_WHAT IS NEEDED_: The listing below contains a span that opens with the line containing "of events applied." and closes with the line containing "type Command: Clone + core::fmt::Debug;". Return that span exactly.
=== Section Start ===
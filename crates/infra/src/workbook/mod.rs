//! Spreadsheet input and output.

mod reader;
mod writer;

use chrono::NaiveDate;

pub use reader::{InventorySheet, load_counts, load_inventory};
pub use writer::{export_daily_list, export_report};

/// Column holding the SKU in every workbook this tool reads or writes.
pub const SKU_COLUMN: &str = "SKU";
/// Expected on-hand quantity column of the inventory workbook.
pub const SYSTEM_QTY_COLUMN: &str = "SystemQty";
/// Physical count column of counts workbooks and the final report.
pub const COUNTED_QTY_COLUMN: &str = "CountedQty";
/// Derived column of the final report.
pub const VARIANCE_COLUMN: &str = "Variance";

/// Which export a file name is for.
#[derive(Debug, Copy, Clone, PartialEq, Eq)]
pub enum ExportKind {
    /// Today's batch, written at session start.
    DailyList,
    /// The variance report, written on request.
    FinalReport,
}

impl ExportKind {
    fn suffix(self) -> &'static str {
        match self {
            ExportKind::DailyList => "list",
            ExportKind::FinalReport => "final",
        }
    }
}

/// `cycle_count_<list|final>_<YYYY-MM-DD>.xlsx`
pub fn export_file_name(kind: ExportKind, date: NaiveDate) -> String {
    format!("cycle_count_{}_{}.xlsx", kind.suffix(), date.format("%Y-%m-%d"))
}

#[cfg(test)]
mod tests {
    use super::*;

    #[test]
    fn export_names_carry_kind_and_date() {
        let date = NaiveDate::from_ymd_opt(2026, 3, 7).unwrap();
        assert_eq!(
            export_file_name(ExportKind::DailyList, date),
            "cycle_count_list_2026-03-07.xlsx"
        );
        assert_eq!(
            export_file_name(ExportKind::FinalReport, date),
            "cycle_count_final_2026-03-07.xlsx"
        );
    }
}
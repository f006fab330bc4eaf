//! Command-line surface.

use std::io::Write;
use std::path::PathBuf;

use anyhow::Context;
use chrono::{Local, NaiveDate};
use clap::{Parser, Subcommand};

use crate::commands;
use crate::config::CycleCountConfig;
use crate::context::AppContext;
use crate::output::OutputFormat;
use crate::session::run_session;

/// Daily inventory cycle counting.
#[derive(Parser, Debug)]
#[command(name = "cyclecount", about = "Daily inventory cycle counting", version)]
pub struct Cli {
    /// Path to config file (default: ./cyclecount.toml if present).
    #[arg(long, global = true)]
    pub config: Option<PathBuf>,

    /// Inventory workbook (overrides config and environment).
    #[arg(long, global = true)]
    pub inventory: Option<PathBuf>,

    /// Directory for exported workbooks and the chart.
    #[arg(long = "output-dir", global = true)]
    pub output_dir: Option<PathBuf>,

    /// Output format.
    #[arg(long = "output", short = 'o', global = true, value_enum, default_value_t = OutputFormat::Table)]
    pub output: OutputFormat,

    #[command(subcommand)]
    pub command: Commands,
}

#[derive(Subcommand, Debug)]
pub enum Commands {
    /// Show today's batch and write the daily count list.
    Plan {
        /// Count date (default: today).
        #[arg(long)]
        date: Option<NaiveDate>,
    },

    /// Build the variance report from a counts workbook (SKU, CountedQty).
    Report {
        /// Counts workbook.
        #[arg(long)]
        counts: PathBuf,
        /// Count date (default: today).
        #[arg(long)]
        date: Option<NaiveDate>,
    },

    /// Interactive counting session on stdin/stdout.
    Session {
        /// Count date (default: today).
        #[arg(long)]
        date: Option<NaiveDate>,
    },
}

impl Cli {
    /// Resolve configuration: file, then environment, then flags.
    pub fn resolve_config(&self) -> anyhow::Result<CycleCountConfig> {
        let mut config = CycleCountConfig::load(self.config.as_deref())?;
        if let Some(path) = &self.inventory {
            config.inventory_path = path.clone();
        }
        if let Some(dir) = &self.output_dir {
            config.output_dir = dir.clone();
        }
        config.validate().context("invalid configuration")?;
        Ok(config)
    }
}

/// Execute a parsed command line against stdin/stdout.
pub fn run(cli: Cli, config: CycleCountConfig) -> anyhow::Result<()> {
    let mut ctx = AppContext::new(config, cli.output)?;
    let today = Local::now().date_naive();
    let stdout = std::io::stdout();
    let mut out = stdout.lock();

    match cli.command {
        Commands::Plan { date } => {
            commands::plan(&mut ctx, date.unwrap_or(today), &mut out)?;
        }
        Commands::Report { counts, date } => {
            commands::report(&mut ctx, date.unwrap_or(today), &counts, &mut out)?;
        }
        Commands::Session { date } => {
            let mut scanner = ctx.scanner();
            let stdin = std::io::stdin();
            run_session(&mut ctx, date.unwrap_or(today), stdin.lock(), &mut out, scanner.as_mut())?;
        }
    }

    out.flush()?;
    Ok(())
}
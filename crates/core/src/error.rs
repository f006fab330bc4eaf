//! Domain error model.

use thiserror::Error;

/// Result type used across the domain layer.
pub type DomainResult<T> = Result<T, DomainError>;

/// Domain-level error.
///
/// Keep this focused on deterministic, business/domain failures (validation,
/// invariants, conflicts). File and workbook failures belong to infra.
#[derive(Debug, Error, Clone, PartialEq, Eq)]
pub enum DomainError {
    /// A value failed validation (e.g. blank SKU, negative count).
    #[error("validation failed: {0}")]
    Validation(String),

    /// A domain invariant was violated.
    #[error("invariant violated: {0}")]
    InvariantViolation(String),

    /// An identifier was invalid (e.g. parse failure).
    #[error("invalid identifier: {0}")]
    InvalidId(String),

    /// A requested day or record was not found.
    #[error("not found: {0}")]
    NotFound(String),

    /// A conflict occurred (e.g. duplicate submissions under a strict join policy).
    #[error("conflict: {0}")]
    Conflict(String),
}

impl DomainError {
    pub fn validation(msg: impl Into<String>) -> Self {
        Self::Validation(msg.into())
    }

    pub fn invariant(msg: impl Into<String>) -> Self {
        Self::InvariantViolation(msg.into())
    }

    pub fn invalid_id(msg: impl Into<String>) -> Self {
        Self::InvalidId(msg.into())
    }

    pub fn conflict(msg: impl Into<String>) -> Self {
        Self::Conflict(msg.into())
    }

    pub fn not_found(msg: impl Into<String>) -> Self {
        Self::NotFound(msg.into())
    }
}
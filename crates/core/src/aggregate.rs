//! Aggregate root traits for command/event style domain models.

/// Aggregate root marker + minimal interface.
///
/// Kept small so domain modules decide how they model state transitions
/// without bringing in any infrastructure concerns.
pub trait AggregateRoot {
    /// Strongly-typed aggregate identifier.
    type Id: Clone + Eq + core::hash::Hash + core::fmt::Debug;

    /// Returns the aggregate identifier.
    fn id(&self) -> &Self::Id;

    /// Monotonically increasing version of the aggregate's state.
    ///
    /// Corresponds to the number of events applied.
    fn version(&self) -> u64;
}

/// Aggregate execution semantics (pure, deterministic).
///
/// - **Decision logic**: `handle(&self, cmd)` returns events.
/// - **State mutation**: `apply(&mut self, event)` evolves state.
///
/// Aggregates must not perform IO or side effects. They should only return events
/// describing what happened.
pub trait Aggregate: AggregateRoot {
    type Command: Clone + core::fmt::Debug;
    type Event: Clone + core::fmt::Debug;
    type Error: core::fmt::Debug;

    /// Evolve in-memory state from a single event.
    ///
    /// Implementations should update their `version()` tracking consistently
    /// (+1 per applied event).
    fn apply(&mut self, event: &Self::Event);

    /// Decide which events to emit given the current state and a command.
    ///
    /// This must not mutate state. State evolution is done through `apply`.
    fn handle(&self, command: &Self::Command) -> Result<Vec<Self::Event>, Self::Error>;

    /// Handle a command and apply the resulting events in order.
    fn execute(&mut self, command: &Self::Command) -> Result<Vec<Self::Event>, Self::Error> {
        let events = self.handle(command)?;
        for event in &events {
            self.apply(event);
        }
        Ok(events)
    }
}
=== Section End ===
_EXERCISE RESULT_:
    /// Corresponds to the number of events applied.
    fn version(&self) -> u64;
}

/// Aggregate execution semantics (pure, deterministic).
///
/// - **Decision logic**: `handle(&self, cmd)` returns events.
/// - **State mutation**: `apply(&mut self, event)` evolves state.
///
/// Aggregates must not perform IO or side effects. They should only return events
/// describing what happened.
pub trait Aggregate: AggregateRoot {
    type Command: Clone + core::fmt::Debug;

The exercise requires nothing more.